Question

Hello, I want to show that the cohomological dimension (say over Z or R) of some group $K$ is 1. $K$ occurs in an exact sequence $1 \to K \to \pi_1(X) \to \pi_1(C) \to 1$, where $\pi_1(X)$ has cohomological dimension 3 (in the same coefficients) and $C$ is a curve of genus greater than 2.

So I want a kind of additivity but this is not true in general. If I look at the associated fibration $BK \to B\pi_1(X) \to C$ and use Leray-Serre spectral sequence, I have some information on the cohomology of $BK$ and in fact can solve the problem if I assume that the action of the fundamental group of $B$ on the cohomology of the fiber is trivial. But I'm not familiar with cohomology with local coefficients and don't manage to show the general case.

Someone can help me ? (or solve this problem more directly ?) (or this is false in general ?)

mister_jones

Answer 1

It is false. The spectral sequence shows that cohomological dimension of group extensions is subadditive. It is not additive in general as every group is resolved by free groups, eg, $F_\infty\to F_3\to \mathbb Z^3$.

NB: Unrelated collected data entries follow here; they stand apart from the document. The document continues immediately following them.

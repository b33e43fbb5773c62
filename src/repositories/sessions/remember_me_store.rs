//! # remember-me 토큰 저장소
//!
//! 토큰 원문이 아닌 SHA-256 다이제스트를 키로 항목을 저장합니다.
//! Redis 구현체는 TTL로 만료를 처리하고, 메모리 구현체는 조회 시 만료를 검사하며
//! 저장 시 만료된 항목을 제거합니다.

use std::collections::HashMap;
use std::sync::{Arc, RwLock};
use async_trait::async_trait;
use chrono::Utc;
use crate::caching::redis::RedisClient;
use crate::domain::models::session::RememberMeEntry;
use crate::errors::errors::StorageError;

#[async_trait]
pub trait RememberMeStore: Send + Sync {
    async fn save(&self, digest: &str, entry: &RememberMeEntry, ttl_seconds: u64) -> Result<(), StorageError>;

    async fn load(&self, digest: &str) -> Result<Option<RememberMeEntry>, StorageError>;

    async fn revoke(&self, digest: &str) -> Result<(), StorageError>;
}

pub struct RedisRememberMeStore {
    redis: Arc<RedisClient>,
}

impl RedisRememberMeStore {
    pub fn new(redis: Arc<RedisClient>) -> Self {
        Self { redis }
    }

    fn key(digest: &str) -> String {
        format!("remember_me:{}", digest)
    }
}

fn redis_error(e: redis::RedisError) -> StorageError {
    if e.is_io_error() || e.is_connection_refusal() || e.is_timeout() {
        StorageError::Unavailable(e.to_string())
    } else {
        StorageError::Query(e.to_string())
    }
}

#[async_trait]
impl RememberMeStore for RedisRememberMeStore {
    async fn save(&self, digest: &str, entry: &RememberMeEntry, ttl_seconds: u64) -> Result<(), StorageError> {
        self.redis
            .set_with_expiry(&Self::key(digest), entry, ttl_seconds)
            .await
            .map_err(redis_error)
    }

    async fn load(&self, digest: &str) -> Result<Option<RememberMeEntry>, StorageError> {
        self.redis
            .get::<RememberMeEntry>(&Self::key(digest))
            .await
            .map_err(redis_error)
    }

    async fn revoke(&self, digest: &str) -> Result<(), StorageError> {
        self.redis.del(&Self::key(digest)).await.map_err(redis_error)
    }
}

#[derive(Default)]
pub struct InMemoryRememberMeStore {
    entries: RwLock<HashMap<String, RememberMeEntry>>,
}

impl InMemoryRememberMeStore {
    pub fn new() -> Self {
        Self::default()
    }

    pub fn len(&self) -> usize {
        self.entries.read().map(|m| m.len()).unwrap_or(0)
    }

    pub fn is_empty(&self) -> bool {
        self.len() == 0
    }

    fn poisoned() -> StorageError {
        StorageError::Unavailable("in-memory session store lock poisoned".to_string())
    }
}

#[async_trait]
impl RememberMeStore for InMemoryRememberMeStore {
    /// 저장할 때마다 만료된 항목을 정리합니다. 만료 시각은 `entry.expires_at`을 따릅니다.
    async fn save(&self, digest: &str, entry: &RememberMeEntry, _ttl_seconds: u64) -> Result<(), StorageError> {
        let now = Utc::now();
        let mut entries = self.entries.write().map_err(|_| Self::poisoned())?;
        entries.retain(|_, existing| existing.expires_at > now);
        entries.insert(digest.to_string(), entry.clone());
        Ok(())
    }

    async fn load(&self, digest: &str) -> Result<Option<RememberMeEntry>, StorageError> {
        let entries = self.entries.read().map_err(|_| Self::poisoned())?;
        Ok(entries
            .get(digest)
            .filter(|entry| entry.expires_at > Utc::now())
            .cloned())
    }

    async fn revoke(&self, digest: &str) -> Result<(), StorageError> {
        let mut entries = self.entries.write().map_err(|_| Self::poisoned())?;
        entries.remove(digest);
        Ok(())
    }
}

#[cfg(test)]
mod tests {
    use super::*;
    use chrono::Duration;

    fn entry(expires_in: Duration) -> RememberMeEntry {
        let now = Utc::now();
        RememberMeEntry {
            user_identifier: "a@x.com".to_string(),
            user_id: "u1".to_string(),
            issued_at: now,
            expires_at: now + expires_in,
        }
    }

    #[actix_web::test]
    async fn test_save_load_revoke() {
        let store = InMemoryRememberMeStore::new();
        let saved = entry(Duration::days(30));

        store.save("digest", &saved, 60).await.unwrap();
        assert_eq!(store.load("digest").await.unwrap(), Some(saved));

        store.revoke("digest").await.unwrap();
        assert!(store.load("digest").await.unwrap().is_none());
        assert!(store.is_empty());
    }

    #[actix_web::test]
    async fn test_expired_entry_is_not_returned() {
        let store = InMemoryRememberMeStore::new();
        store.save("old", &entry(Duration::seconds(-1)), 60).await.unwrap();

        assert!(store.load("old").await.unwrap().is_none());
    }

    #[actix_web::test]
    async fn test_save_purges_expired_entries() {
        let store = InMemoryRememberMeStore::new();
        for i in 0..100 {
            store.save(&format!("old-{}", i), &entry(Duration::seconds(-1)), 60).await.unwrap();
        }
        assert!(store.len() <= 1);

        store.save("fresh", &entry(Duration::days(30)), 60).await.unwrap();

        assert_eq!(store.len(), 1);
        assert!(store.load("fresh").await.unwrap().is_some());
    }
}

For your hypotheses, let $G=A*B$ be the free product of a three dimensional group $A$, say, $\mathbb Z^3$, and a surface group $B$. The dimension of the free product is the maximum of the dimensions of the factors, so 3. There is a natural map $G\to B$ that is the identity on $B$ and trivial on $A$. The kernel is 3-dimensional because it contains $A$, which is 3-dimensional.